The ruling finds that this is not the case with the DNC list. They argue that with the Rowan case the citizen has complete autonomy to select which mailings are blocked, whereas with the DNC list the government is making the distinction as to what is blocked (most commercial speech) and what is not (charitable speech, political speech, and specific types of commercial speech). By implication, if the DNC list had been all-inclusive then it would have passed this measure and not been considered a government restriction on speech.
This strikes me as an odd interpretation. I might understand if there was a substantial difficulty in determining the boundary between commercial and non-commercial speech. This would leave considerable regulatory power in the hands of the government to decide who could and could not make calls, and would create the sort of entanglement that the ruling worries about. However, that does not seem to be the case here. The distinctions appear to be clearly drawn out and interpretation should be trivial. The court recognized that in a number of cases distinctions have been drawn between commercial and non-commercial speech (p.14). These rulings should lay out solid ground for interpreting which is which.

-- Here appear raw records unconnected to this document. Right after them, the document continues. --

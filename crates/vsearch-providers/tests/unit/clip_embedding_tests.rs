//! Tests for the CLIP embedding provider against a local stub server

use std::time::Duration;

use reqwest::Client;
use tokio::io::{AsyncReadExt, AsyncWriteExt};
use tokio::net::{TcpListener, TcpStream};
use tokio::sync::mpsc;
use vsearch_domain::error::Error;
use vsearch_domain::ports::providers::EmbeddingProvider;
use vsearch_providers::embedding::ClipEmbeddingProvider;

// ============================================================================
// Test Helpers
// ============================================================================

struct StubResponse {
    status: u16,
    body: String,
    delay: Duration,
}

impl StubResponse {
    fn json(status: u16, body: serde_json::Value) -> Self {
        Self {
            status,
            body: body.to_string(),
            delay: Duration::ZERO,
        }
    }

    fn delayed(mut self, delay: Duration) -> Self {
        self.delay = delay;
        self
    }
}

fn header_end(buf: &[u8]) -> Option<usize> {
    buf.windows(4).position(|w| w == b"\r\n\r\n")
}

/// Read one HTTP/1.1 request (headers plus Content-Length body)
async fn read_request(socket: &mut TcpStream) -> String {
    let mut buf = Vec::new();
    let mut chunk = [0u8; 4096];
    loop {
        let n = socket.read(&mut chunk).await.unwrap_or(0);
        if n == 0 {
            break;
        }
        buf.extend_from_slice(&chunk[..n]);
        if let Some(end) = header_end(&buf) {
            let headers = String::from_utf8_lossy(&buf[..end]).to_lowercase();
            let length = headers
                .lines()
                .find_map(|l| l.strip_prefix("content-length:"))
                .and_then(|v| v.trim().parse::<usize>().ok())
                .unwrap_or(0);
            if buf.len() >= end + 4 + length {
                break;
            }
        }
    }
    String::from_utf8_lossy(&buf).into_owned()
}

/// Serve the same canned response to every request; raw requests are
/// forwarded on the returned channel
async fn stub_server(response: StubResponse) -> (String, mpsc::UnboundedReceiver<String>) {
    let listener = TcpListener::bind("127.0.0.1:0").await.unwrap();
    let addr = listener.local_addr().unwrap();
    let (tx, rx) = mpsc::unbounded_channel();
    let response = std::sync::Arc::new(response);

    tokio::spawn(async move {
        while let Ok((mut socket, _)) = listener.accept().await {
            let response = response.clone();
            let tx = tx.clone();
            tokio::spawn(async move {
                let request = read_request(&mut socket).await;
                let _ = tx.send(request);
                tokio::time::sleep(response.delay).await;
                let raw = format!(
                    "HTTP/1.1 {} Stub\r\nContent-Type: application/json\r\nContent-Length: {}\r\nConnection: close\r\n\r\n{}",
                    response.status,
                    response.body.len(),
                    response.body
                );
                let _ = socket.write_all(raw.as_bytes()).await;
                let _ = socket.shutdown().await;
            });
        }
    });

    (format!("http://{addr}"), rx)
}

fn provider(base_url: String, dimensions: usize, timeout: Duration) -> ClipEmbeddingProvider {
    ClipEmbeddingProvider::new(base_url, dimensions, timeout, Client::new())
}

// ============================================================================
// Embedding calls
// ============================================================================

#[tokio::test]
async fn embed_text_posts_query_and_parses_vector() {
    let (url, mut requests) = stub_server(StubResponse::json(
        200,
        serde_json::json!({ "embedding": [0.5, -0.5, 0.25], "dimensions": 3 }),
    ))
    .await;
    let clip = provider(url, 3, Duration::from_secs(5));

    let embedding = clip.embed_text("blue jacket").await.unwrap();
    assert_eq!(embedding.vector, vec![0.5, -0.5, 0.25]);
    assert_eq!(embedding.dimensions, 3);

    let request = requests.recv().await.unwrap();
    assert!(request.starts_with("POST /embed/text "));
    assert!(request.contains(r#""text":"blue jacket""#));
}

#[tokio::test]
async fn embed_image_sends_image_base64() {
    let (url, mut requests) = stub_server(StubResponse::json(
        200,
        serde_json::json!({ "embedding": [1.0, 0.0], "dimensions": 2 }),
    ))
    .await;
    let clip = provider(url, 2, Duration::from_secs(5));

    clip.embed_image("data:image/png;base64,AAAA").await.unwrap();

    let request = requests.recv().await.unwrap();
    assert!(request.starts_with("POST /embed/image "));
    assert!(request.contains(r#""imageBase64":"data:image/png;base64,AAAA""#));
}

#[tokio::test]
async fn unavailable_model_maps_to_embedding_error() {
    let (url, _requests) = stub_server(StubResponse::json(
        503,
        serde_json::json!({ "detail": "Model not loaded" }),
    ))
    .await;
    let clip = provider(url, 3, Duration::from_secs(5));

    let err = clip.embed_text("anything").await.unwrap_err();
    match err {
        Error::Embedding { message, status } => {
            assert_eq!(status, Some(503));
            assert!(message.contains("Model not loaded"));
        }
        other => panic!("unexpected error: {other:?}"),
    }
}

#[tokio::test]
async fn malformed_response_is_an_embedding_error() {
    let (url, _requests) =
        stub_server(StubResponse::json(200, serde_json::json!({ "vector": [] }))).await;
    let clip = provider(url, 3, Duration::from_secs(5));

    let err = clip.embed_text("anything").await.unwrap_err();
    assert!(matches!(err, Error::Embedding { .. }));
}

#[tokio::test]
async fn slow_server_times_out() {
    let (url, _requests) = stub_server(
        StubResponse::json(200, serde_json::json!({ "embedding": [1.0], "dimensions": 1 }))
            .delayed(Duration::from_secs(3)),
    )
    .await;
    let clip = provider(url, 1, Duration::from_millis(200));

    let err = clip.embed_text("anything").await.unwrap_err();
    assert!(err.to_string().contains("timed out"));
}

// ============================================================================
// Health probe
// ============================================================================

#[tokio::test]
async fn healthy_when_model_loaded() {
    let (url, mut requests) =
        stub_server(StubResponse::json(200, serde_json::json!({ "model_loaded": true }))).await;
    let clip = provider(url, 3, Duration::from_secs(5));

    assert!(clip.check_health().await);
    assert!(requests.recv().await.unwrap().starts_with("GET /health "));
}

#[tokio::test]
async fn unhealthy_while_model_loading() {
    let (url, _requests) =
        stub_server(StubResponse::json(200, serde_json::json!({ "model_loaded": false }))).await;
    assert!(!provider(url, 3, Duration::from_secs(5)).check_health().await);
}

#[tokio::test]
async fn unhealthy_when_unreachable() {
    let listener = TcpListener::bind("127.0.0.1:0").await.unwrap();
    let addr = listener.local_addr().unwrap();
    drop(listener);

    let clip = provider(format!("http://{addr}"), 3, Duration::from_millis(500));
    assert!(!clip.check_health().await);
}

Certainly nothing discussed in the ruling touches on this issue or demonstrates reason to be concerned. They apparently are satisfied to note that the regulation does not regard all types of speech in the exact same manner, and that this by itself denotes government interference with speech.
I do not believe that this element of the decision will hold up. The Supreme Court's statement on Rowan appears to be directly applicable here. Vendors do not have the right to force their speech into someone's home. If it is fine for the government to help a citizen restrict vendors from commercial speech on a case by case basis, it seems it should also be fine for the government to assist citizens in the same manner while grouping multiple vendors under the protection, as long as the decision as to which vendors are included is clearly laid out for the citizen and interpretation of such is trivial. If the court had considered this issue and found that the interpretation of which calls to block left room for government discrimination against free speech that would be one thing. But the fact that they did not even consider the matter leads me to believe this is a definite angle for attacking the decision. If this element of determining that the government is itself regulating speech fails, then the rest of the First Amendment arguments collapse.
I believe there is a second line of attack in regards to the court's ruling that the FTC does not adequately advance its purpose of safeguarding privacy because it still allows charitable solicitations (and other protected calls) to go through (p. 21-24). The ruling references Cincinnati v Discovery Network, Inc in stating that it even if your cause for restricting speech is good enough to pass muster, if you are only making a partial improvement, then that is not good enough reason to restrict speech, particularly if any content discrimination is involved in that partial improvement. Here the ruling recognizes that the DNC list is far more effective than the actions taken with Cincinnati, but feels that because they use content discrimination in doing so, it should not be allowed.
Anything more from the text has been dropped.